::: Available data
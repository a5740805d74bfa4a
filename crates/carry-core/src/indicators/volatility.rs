use super::RingBuf;

/// Rolling realized volatility: `sqrt(mean(r^2)) * sqrt(annualization)` over the
/// last `window` returns, or the demeaned (population) variant.
#[derive(Debug, Clone)]
pub struct RealizedVol {
    returns: RingBuf,
    annualization: f64,
    demean: bool,
}

impl RealizedVol {
    pub fn new(window: usize, annualization: f64, demean: bool) -> Self {
        Self {
            returns: RingBuf::new(window),
            annualization,
            demean,
        }
    }

    pub fn update(&mut self, ret: f64) -> Option<f64> {
        self.returns.push(ret);
        if !self.returns.full() {
            return None;
        }
        let n = self.returns.len() as f64;
        let var = if self.demean {
            let mean = self.returns.mean();
            self.returns.iter().map(|r| (r - mean).powi(2)).sum::<f64>() / n
        } else {
            self.returns.iter().map(|r| r * r).sum::<f64>() / n
        };
        Some(var.max(0.0).sqrt() * self.annualization.sqrt())
    }
}

/// Rolling percentile rank of the latest value within the trailing window.
///
/// Uses the mid-rank convention `(count(< x) + 0.5 * count(== x)) / window`, so a
/// constant series ranks at 0.5 and a fresh maximum ranks just below 1.0.
#[derive(Debug, Clone)]
pub struct PercentileRank {
    values: RingBuf,
}

impl PercentileRank {
    pub fn new(window: usize) -> Self {
        Self {
            values: RingBuf::new(window),
        }
    }

    pub fn update(&mut self, value: f64) -> Option<f64> {
        self.values.push(value);
        if !self.values.full() {
            return None;
        }
        Some(rank_within(value, self.values.iter(), self.values.len()))
    }
}

fn rank_within(value: f64, window: impl Iterator<Item = f64>, n: usize) -> f64 {
    let (mut less, mut equal) = (0usize, 0usize);
    for v in window {
        if v < value {
            less += 1;
        } else if v == value {
            equal += 1;
        }
    }
    (less as f64 + 0.5 * equal as f64) / n as f64
}

#[cfg(test)]
mod tests {
    use super::*;

    #[test]
    fn realized_vol_of_alternating_returns() {
        let mut rv = RealizedVol::new(4, 1.0, false);
        assert_eq!(rv.update(0.01), None);
        rv.update(-0.01);
        rv.update(0.01);
        let v = rv.update(-0.01).unwrap();
        assert!((v - 0.01).abs() < 1e-12);
    }

    #[test]
    fn demeaned_vol_ignores_drift() {
        let mut rv = RealizedVol::new(3, 1.0, true);
        rv.update(0.02);
        rv.update(0.02);
        assert!(rv.update(0.02).unwrap().abs() < 1e-12);
    }

    #[test]
    fn annualization_scales_by_sqrt() {
        let mut rv = RealizedVol::new(1, 365.0, false);
        let v = rv.update(0.01).unwrap();
        assert!((v - 0.01 * 365.0_f64.sqrt()).abs() < 1e-12);
    }

    #[test]
    fn constant_series_ranks_at_half() {
        let mut pr = PercentileRank::new(5);
        let mut last = None;
        for _ in 0..10 {
            last = pr.update(0.0);
        }
        assert!((last.unwrap() - 0.5).abs() < 1e-12);
    }

    #[test]
    fn fresh_maximum_ranks_near_one() {
        let mut pr = PercentileRank::new(100);
        for i in 0..99 {
            assert_eq!(pr.update(i as f64), None);
        }
        let r = pr.update(1_000.0).unwrap();
        assert!((r - 0.995).abs() < 1e-12);
    }
}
::::::
Task instructions
All of the data must be returned exactly.

Reply to the exercise
repository a5740805d74bfa4a
filename crates/carry-core/src/indicators/volatility.rs
use super::RingBuf;

/// Rolling realized volatility: `sqrt(mean(r^2)) * sqrt(annualization)` over the
/// last `window` returns, or the demeaned (population) variant.
#[derive(Debug, Clone)]
pub struct RealizedVol {
    returns: RingBuf,
    annualization: f64,
    demean: bool,
}

impl RealizedVol {
    pub fn new(window: usize, annualization: f64, demean: bool) -> Self {
        Self {
            returns: RingBuf::new(window),
            annualization,
            demean,
        }
    }

    pub fn update(&mut self, ret: f64) -> Option<f64> {
        self.returns.push(ret);
        if !self.returns.full() {
            return None;
        }
        let n = self.returns.len() as f64;
        let var = if self.demean {
            let mean = self.returns.mean();
            self.returns.iter().map(|r| (r - mean).powi(2)).sum::<f64>() / n
        } else {
            self.returns.iter().map(|r| r * r).sum::<f64>() / n
        };
        Some(var.max(0.0).sqrt() * self.annualization.sqrt())
    }
}

/// Rolling percentile rank of the latest value within the trailing window.
///
/// Uses the mid-rank convention `(count(< x) + 0.5 * count(== x)) / window`, so a
/// constant series ranks at 0.5 and a fresh maximum ranks just below 1.0.
#[derive(Debug, Clone)]
pub struct PercentileRank {
    values: RingBuf,
}

impl PercentileRank {
    pub fn new(window: usize) -> Self {
        Self {
            values: RingBuf::new(window),
        }
    }

    pub fn update(&mut self, value: f64) -> Option<f64> {
        self.values.push(value);
        if !self.values.full() {
            return None;
        }
        Some(rank_within(value, self.values.iter(), self.values.len()))
    }
}

fn rank_within(value: f64, window: impl Iterator<Item = f64>, n: usize) -> f64 {
    let (mut less, mut equal) = (0usize, 0usize);
    for v in window {
        if v < value {
            less += 1;
        } else if v == value {
            equal += 1;
        }
    }
    (less as f64 + 0.5 * equal as f64) / n as f64
}

#[cfg(test)]
mod tests {
    use super::*;

    #[test]
    fn realized_vol_of_alternating_returns() {
        let mut rv = RealizedVol::new(4, 1.0, false);
        assert_eq!(rv.update(0.01), None);
        rv.update(-0.01);
        rv.update(0.01);
        let v = rv.update(-0.01).unwrap();
        assert!((v - 0.01).abs() < 1e-12);
    }

    #[test]
    fn demeaned_vol_ignores_drift() {
        let mut rv = RealizedVol::new(3, 1.0, true);
        rv.update(0.02);
        rv.update(0.02);
        assert!(rv.update(0.02).unwrap().abs() < 1e-12);
    }

    #[test]
    fn annualization_scales_by_sqrt() {
        let mut rv = RealizedVol::new(1, 365.0, false);
        let v = rv.update(0.01).unwrap();
        assert!((v - 0.01 * 365.0_f64.sqrt()).abs() < 1e-12);
    }

    #[test]
    fn constant_series_ranks_at_half() {
        let mut pr = PercentileRank::new(5);
        let mut last = None;
        for _ in 0..10 {
            last = pr.update(0.0);
        }
        assert!((last.unwrap() - 0.5).abs() < 1e-12);
    }

    #[test]
    fn fresh_maximum_ranks_near_one() {
        let mut pr = PercentileRank::new(100);
        for i in 0..99 {
            assert_eq!(pr.update(i as f64), None);
        }
        let r = pr.update(1_000.0).unwrap();
        assert!((r - 0.995).abs() < 1e-12);
    }
}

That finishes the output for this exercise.